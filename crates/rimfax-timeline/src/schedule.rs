//! Experiment-specific timeline builders.
//!
//! Each builder lays the whole delay sweep back to back in a single
//! program, accumulating one running time cursor, and returns the
//! finished [`Timeline`] whose period is the accumulated total. The
//! instrument is programmed once and the run call receives that period.
//!
//! The pulse orderings here carry physics. In particular the Ramsey-echo
//! sequence splits the swept delay exactly in half around the middle
//! π pulse; changing that split changes the measurement, not just the
//! code.

use serde::{Deserialize, Serialize};

use crate::builder::TimelineBuilder;
use crate::error::{TimelineError, TimelineResult};
use crate::event::{Port, PulseId, Timeline};
use crate::sweep::DelaySweep;

fn check_duration(duration: f64) -> TimelineResult<f64> {
    if !(duration > 0.0) {
        return Err(TimelineError::NonPositiveDuration { duration });
    }
    Ok(duration)
}

fn check_interval(name: &'static str, value: f64) -> TimelineResult<f64> {
    if value < 0.0 {
        return Err(TimelineError::NegativeInterval { name, value });
    }
    Ok(value)
}

/// Durations and delays of the Ramsey-echo (π/2 – π – π/2) sequence.
#[derive(Debug, Clone, Copy, PartialEq, Serialize, Deserialize)]
pub struct RamseyEchoTiming {
    /// Duration of each control pulse (π/2 and π share one length).
    pub control_duration: f64,
    /// Duration of the readout pulse.
    pub readout_duration: f64,
    /// Latency between readout-pulse start and the sample window.
    pub readout_sample_delay: f64,
    /// Inter-repetition wait for the qubit to decay back to ground.
    pub wait_delay: f64,
    /// The swept delay.
    pub sweep: DelaySweep,
}

impl RamseyEchoTiming {
    fn validate(&self) -> TimelineResult<()> {
        check_duration(self.control_duration)?;
        check_duration(self.readout_duration)?;
        check_interval("readout_sample_delay", self.readout_sample_delay)?;
        check_interval("wait_delay", self.wait_delay)?;
        if self.sweep.steps == 0 {
            return Err(TimelineError::EmptySweep);
        }
        check_interval("delay step", self.sweep.dt)?;
        Ok(())
    }
}

/// Pulse handles used by the Ramsey-echo sequence.
#[derive(Debug, Clone, Copy, PartialEq, Eq)]
pub struct RamseyEchoPulses {
    pub control_pi2: PulseId,
    pub control_pi: PulseId,
    pub readout: PulseId,
}

/// Build the full Ramsey-echo sweep program.
///
/// For sweep index `i` with delay `d = i * dt`, one repetition is:
///
/// ```text
/// t = 0        phase reset (control), π/2
/// t = c + d/2  π                         (echo pulse)
/// t = 2c + d   π/2
/// t = 3c + d   phase reset (readout), readout pulse
///              sample window at 3c + d + latency
/// next repetition at 3c + d + readout_duration + wait_delay
/// ```
pub fn ramsey_echo_timeline(
    timing: &RamseyEchoTiming,
    pulses: RamseyEchoPulses,
    control_port: Port,
    readout_port: Port,
) -> TimelineResult<Timeline> {
    timing.validate()?;
    let c = timing.control_duration;
    let mut b = TimelineBuilder::new();
    for i in 0..timing.sweep.steps {
        let d = timing.sweep.delay(i);
        if d < 0.0 {
            return Err(TimelineError::NegativeDelay { index: i, delay: d });
        }
        b.reset_phase(control_port)?;
        // first pi/2 pulse
        b.output_pulse(pulses.control_pi2, control_port, c)?;
        b.advance(c)?;
        // first half of the swept delay
        b.advance(d / 2.0)?;
        // pi pulse, echo
        b.output_pulse(pulses.control_pi, control_port, c)?;
        b.advance(c)?;
        // second half of the swept delay
        b.advance(d / 2.0)?;
        // second pi/2 pulse
        b.output_pulse(pulses.control_pi2, control_port, c)?;
        b.advance(c)?;
        // readout starts right after the last control pulse
        b.reset_phase(readout_port)?;
        b.output_pulse(pulses.readout, readout_port, timing.readout_duration)?;
        b.store_at(b.at() + timing.readout_sample_delay)?;
        // move to the next sweep point
        b.advance(timing.readout_duration)?;
        b.advance(timing.wait_delay)?;
    }
    let timeline = b.finish();
    timeline.validate_no_overlap()?;
    Ok(timeline)
}

/// Period of sweep point `i` of the Ramsey-echo program:
/// `3c + d(i) + readout_duration + wait_delay`.
pub fn ramsey_echo_point_period(timing: &RamseyEchoTiming, i: usize) -> f64 {
    3.0 * timing.control_duration
        + timing.sweep.delay(i)
        + timing.readout_duration
        + timing.wait_delay
}

/// Durations and delays of the T1 (energy relaxation) sequence.
///
/// The delays are an explicit list rather than a linear sweep; scripts
/// usually pass `DelaySweep::delays()` but a hand-picked list works too.
#[derive(Debug, Clone, PartialEq, Serialize, Deserialize)]
pub struct T1Timing {
    /// Duration of the memory displacement pulse.
    pub memory_duration: f64,
    /// Duration of the conditional control (π) pulse.
    pub control_duration: f64,
    /// Duration of the readout pulse.
    pub readout_duration: f64,
    /// Latency between readout-pulse start and the sample window.
    pub readout_sample_delay: f64,
    /// Inter-repetition wait for the system to decay back to ground.
    pub wait_delay: f64,
    /// Swept idle delays, one per sweep point.
    pub delays: Vec<f64>,
}

impl T1Timing {
    fn validate(&self) -> TimelineResult<()> {
        check_duration(self.memory_duration)?;
        check_duration(self.control_duration)?;
        check_duration(self.readout_duration)?;
        check_interval("readout_sample_delay", self.readout_sample_delay)?;
        check_interval("wait_delay", self.wait_delay)?;
        if self.delays.is_empty() {
            return Err(TimelineError::EmptySweep);
        }
        Ok(())
    }
}

/// Pulse handles used by the T1 sequence.
#[derive(Debug, Clone, Copy, PartialEq, Eq)]
pub struct T1Pulses {
    pub memory: PulseId,
    pub control: PulseId,
    pub readout: PulseId,
}

/// Output ports used by the T1 sequence.
#[derive(Debug, Clone, Copy, PartialEq, Eq)]
pub struct T1Ports {
    pub memory: Port,
    pub control: Port,
    pub readout: Port,
}

/// Build the full T1 sweep program: displace the memory, idle for the
/// swept delay, apply the conditional π pulse, read out.
pub fn t1_timeline(
    timing: &T1Timing,
    pulses: T1Pulses,
    ports: T1Ports,
) -> TimelineResult<Timeline> {
    timing.validate()?;
    let mut b = TimelineBuilder::new();
    for (i, &delay) in timing.delays.iter().enumerate() {
        if delay < 0.0 {
            return Err(TimelineError::NegativeDelay { index: i, delay });
        }
        b.output_pulse(pulses.memory, ports.memory, timing.memory_duration)?;
        b.advance(timing.memory_duration)?;
        // swept idle delay
        b.advance(delay)?;
        // pi pulse conditioned on the memory still being in |0>
        b.output_pulse(pulses.control, ports.control, timing.control_duration)?;
        b.advance(timing.control_duration)?;
        b.output_pulse(pulses.readout, ports.readout, timing.readout_duration)?;
        b.store_at(b.at() + timing.readout_sample_delay)?;
        b.advance(timing.readout_duration)?;
        b.advance(timing.wait_delay)?;
    }
    let timeline = b.finish();
    timeline.validate_no_overlap()?;
    Ok(timeline)
}

/// Period of sweep point `i` of the T1 program:
/// `memory + d(i) + control + readout_duration + wait_delay`.
pub fn t1_point_period(timing: &T1Timing, i: usize) -> f64 {
    timing.memory_duration
        + timing.delays[i]
        + timing.control_duration
        + timing.readout_duration
        + timing.wait_delay
}
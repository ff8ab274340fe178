//! The persisted record container.

use std::collections::BTreeMap;
use std::fs::{self, File};
use std::io::{BufReader, BufWriter};
use std::path::{Path, PathBuf};

use chrono::{DateTime, Local};
use ndarray::{Array1, Array2, Array3};
use num_complex::Complex64;
use serde::{Deserialize, Serialize};
use tracing::info;

use crate::error::{StoreError, StoreResult};

/// A scalar experiment parameter.
#[derive(Debug, Clone, PartialEq, Serialize, Deserialize)]
#[serde(untagged)]
pub enum AttrValue {
    Bool(bool),
    Int(i64),
    Float(f64),
    Text(String),
}

impl From<bool> for AttrValue {
    fn from(v: bool) -> Self {
        AttrValue::Bool(v)
    }
}

impl From<i64> for AttrValue {
    fn from(v: i64) -> Self {
        AttrValue::Int(v)
    }
}

impl From<usize> for AttrValue {
    fn from(v: usize) -> Self {
        AttrValue::Int(v as i64)
    }
}

impl From<u32> for AttrValue {
    fn from(v: u32) -> Self {
        AttrValue::Int(i64::from(v))
    }
}

impl From<u8> for AttrValue {
    fn from(v: u8) -> Self {
        AttrValue::Int(i64::from(v))
    }
}

impl From<f64> for AttrValue {
    fn from(v: f64) -> Self {
        AttrValue::Float(v)
    }
}

impl From<&str> for AttrValue {
    fn from(v: &str) -> Self {
        AttrValue::Text(v.to_owned())
    }
}

impl From<String> for AttrValue {
    fn from(v: String) -> Self {
        AttrValue::Text(v)
    }
}

/// A named result array. Complex buffers keep their dimensionality:
/// two-tone responses are 2-D (amplitude, frequency), pulsed store
/// buffers are 3-D (sweep point, repetition, time sample).
#[derive(Debug, Clone, PartialEq, Serialize, Deserialize)]
#[serde(tag = "dtype", content = "array")]
pub enum ArrayData {
    #[serde(rename = "f64")]
    Float1(Array1<f64>),
    #[serde(rename = "c64_2d")]
    Complex2(Array2<Complex64>),
    #[serde(rename = "c64_3d")]
    Complex3(Array3<Complex64>),
}

/// One measurement run: source snapshot, scalar parameters, result arrays.
#[derive(Debug, Clone, PartialEq, Serialize, Deserialize)]
pub struct Record {
    /// Name of the generating experiment.
    pub experiment: String,
    /// Wall-clock time the record was created.
    pub timestamp: DateTime<Local>,
    /// Verbatim source text of the generating program.
    pub source_code: String,
    /// Scalar attributes, one per experiment parameter.
    pub attrs: BTreeMap<String, AttrValue>,
    /// Named result arrays.
    pub arrays: BTreeMap<String, ArrayData>,
}

impl Record {
    /// Start an empty record for `experiment`, snapshotting its source.
    pub fn new(experiment: impl Into<String>, source_code: impl Into<String>) -> Self {
        Self {
            experiment: experiment.into(),
            timestamp: Local::now(),
            source_code: source_code.into(),
            attrs: BTreeMap::new(),
            arrays: BTreeMap::new(),
        }
    }

    /// Set a scalar attribute.
    pub fn set_attr(&mut self, name: impl Into<String>, value: impl Into<AttrValue>) {
        self.attrs.insert(name.into(), value.into());
    }

    /// Insert a named array.
    pub fn insert_array(&mut self, name: impl Into<String>, array: ArrayData) {
        self.arrays.insert(name.into(), array);
    }

    fn attr(&self, name: &str) -> StoreResult<&AttrValue> {
        self.attrs
            .get(name)
            .ok_or_else(|| StoreError::MissingAttr(name.to_owned()))
    }

    /// A float attribute; integer-valued attributes are widened.
    pub fn attr_f64(&self, name: &str) -> StoreResult<f64> {
        match self.attr(name)? {
            AttrValue::Float(v) => Ok(*v),
            AttrValue::Int(v) => Ok(*v as f64),
            _ => Err(StoreError::WrongAttrType {
                name: name.to_owned(),
                expected: "float",
            }),
        }
    }

    /// An integer attribute.
    pub fn attr_i64(&self, name: &str) -> StoreResult<i64> {
        match self.attr(name)? {
            AttrValue::Int(v) => Ok(*v),
            _ => Err(StoreError::WrongAttrType {
                name: name.to_owned(),
                expected: "integer",
            }),
        }
    }

    /// An integer attribute as a count.
    pub fn attr_usize(&self, name: &str) -> StoreResult<usize> {
        let v = self.attr_i64(name)?;
        usize::try_from(v).map_err(|_| StoreError::WrongAttrType {
            name: name.to_owned(),
            expected: "non-negative integer",
        })
    }

    /// A boolean attribute.
    pub fn attr_bool(&self, name: &str) -> StoreResult<bool> {
        match self.attr(name)? {
            AttrValue::Bool(v) => Ok(*v),
            _ => Err(StoreError::WrongAttrType {
                name: name.to_owned(),
                expected: "bool",
            }),
        }
    }

    fn array(&self, name: &str) -> StoreResult<&ArrayData> {
        self.arrays
            .get(name)
            .ok_or_else(|| StoreError::MissingArray(name.to_owned()))
    }

    /// A 1-D float array.
    pub fn array_f64(&self, name: &str) -> StoreResult<&Array1<f64>> {
        match self.array(name)? {
            ArrayData::Float1(arr) => Ok(arr),
            _ => Err(StoreError::WrongArrayType {
                name: name.to_owned(),
                expected: "a 1-D float array",
            }),
        }
    }

    /// A 2-D complex array.
    pub fn array_c64_2d(&self, name: &str) -> StoreResult<&Array2<Complex64>> {
        match self.array(name)? {
            ArrayData::Complex2(arr) => Ok(arr),
            _ => Err(StoreError::WrongArrayType {
                name: name.to_owned(),
                expected: "a 2-D complex array",
            }),
        }
    }

    /// A 3-D complex array.
    pub fn array_c64_3d(&self, name: &str) -> StoreResult<&Array3<Complex64>> {
        match self.array(name)? {
            ArrayData::Complex3(arr) => Ok(arr),
            _ => Err(StoreError::WrongArrayType {
                name: name.to_owned(),
                expected: "a 3-D complex array",
            }),
        }
    }

    /// Write the record to `path`.
    pub fn save_to(&self, path: &Path) -> StoreResult<()> {
        if let Some(parent) = path.parent() {
            fs::create_dir_all(parent)?;
        }
        let writer = BufWriter::new(File::create(path)?);
        serde_json::to_writer(writer, self)?;
        info!("record saved to {}", path.display());
        Ok(())
    }

    /// Write the record under `dir` with a timestamped file name,
    /// `<experiment>_<YYYYmmdd_HHMMSS>.json`, and return the full path.
    pub fn save(&self, dir: &Path) -> StoreResult<PathBuf> {
        let stamp = self.timestamp.format("%Y%m%d_%H%M%S");
        let path = dir.join(format!("{}_{}.json", self.experiment, stamp));
        self.save_to(&path)?;
        Ok(path)
    }

    /// Load a record from `path`.
    pub fn load(path: &Path) -> StoreResult<Self> {
        let reader = BufReader::new(File::open(path)?);
        Ok(serde_json::from_reader(reader)?)
    }
}

#[cfg(test)]
mod tests {
    use super::*;
    use ndarray::array;

    fn sample_record() -> Record {
        let mut rec = Record::new("ramsey_echo", "const WAIT: f64 = 200e-6;\n");
        rec.set_attr("num_averages", 10_000_usize);
        rec.set_attr("control_freq", 4.093_372e9);
        rec.set_attr("wait_delay", 200e-6);
        rec.set_attr("use_jpa", true);
        rec.insert_array("t_arr", ArrayData::Float1(array![0.0, 1e-9, 2e-9]));
        rec.insert_array(
            "store_arr",
            ArrayData::Complex3(Array3::from_elem((2, 1, 3), Complex64::new(0.5, -0.25))),
        );
        rec
    }

    #[test]
    fn test_attr_accessors() {
        let rec = sample_record();
        assert_eq!(rec.attr_usize("num_averages").unwrap(), 10_000);
        assert_eq!(rec.attr_f64("wait_delay").unwrap(), 200e-6);
        // integer widening
        assert_eq!(rec.attr_f64("num_averages").unwrap(), 10_000.0);
        assert!(rec.attr_bool("use_jpa").unwrap());
        assert!(matches!(
            rec.attr_f64("missing"),
            Err(StoreError::MissingAttr(_))
        ));
        assert!(matches!(
            rec.attr_bool("control_freq"),
            Err(StoreError::WrongAttrType { .. })
        ));
    }

    #[test]
    fn test_array_accessors() {
        let rec = sample_record();
        assert_eq!(rec.array_f64("t_arr").unwrap().len(), 3);
        assert_eq!(rec.array_c64_3d("store_arr").unwrap().dim(), (2, 1, 3));
        assert!(matches!(
            rec.array_c64_2d("store_arr"),
            Err(StoreError::WrongArrayType { .. })
        ));
    }

    #[test]
    fn test_file_roundtrip() {
        let rec = sample_record();
        let dir = tempfile::tempdir().unwrap();
        let path = rec.save(dir.path()).unwrap();
        assert!(
            path.file_name()
                .unwrap()
                .to_string_lossy()
                .starts_with("ramsey_echo_")
        );
        let back = Record::load(&path).unwrap();
        assert_eq!(rec, back);
    }
}
//! Result reduction and model fits.
//!
//! The acquisition returns a complex store buffer per sweep point. The
//! reduction pipeline is:
//!
//! 1. [`mean_response`] — average each sample window down to one complex
//!    number per sweep point.
//! 2. [`rotate_opt`] — one fixed linear phase rotation so the dominant
//!    variation lies on the real quadrature (best signal-to-noise in I).
//! 3. A model fit on the real part: [`fit_exp_decay`] for energy
//!    relaxation, [`fit_ramsey`] for the Gaussian-damped echo fringe.
//!
//! Fits run after the raw data is persisted, so a diverging fit is an
//! analysis error, never data loss.

mod error;
mod lm;
mod models;
mod rotate;

pub use error::{FitError, FitResult};
pub use lm::{LmOptions, levenberg_marquardt};
pub use models::{DecayFit, RamseyFit, fit_exp_decay, fit_ramsey};
pub use rotate::{mean_response, optimal_rotation, rotate_opt};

───

Keep only the lines of the listing that contain the word "attrs", and copy them.

    pub attrs: BTreeMap<String, AttrValue>,
            attrs: BTreeMap::new(),
        self.attrs.insert(name.into(), value.into());
        self.attrs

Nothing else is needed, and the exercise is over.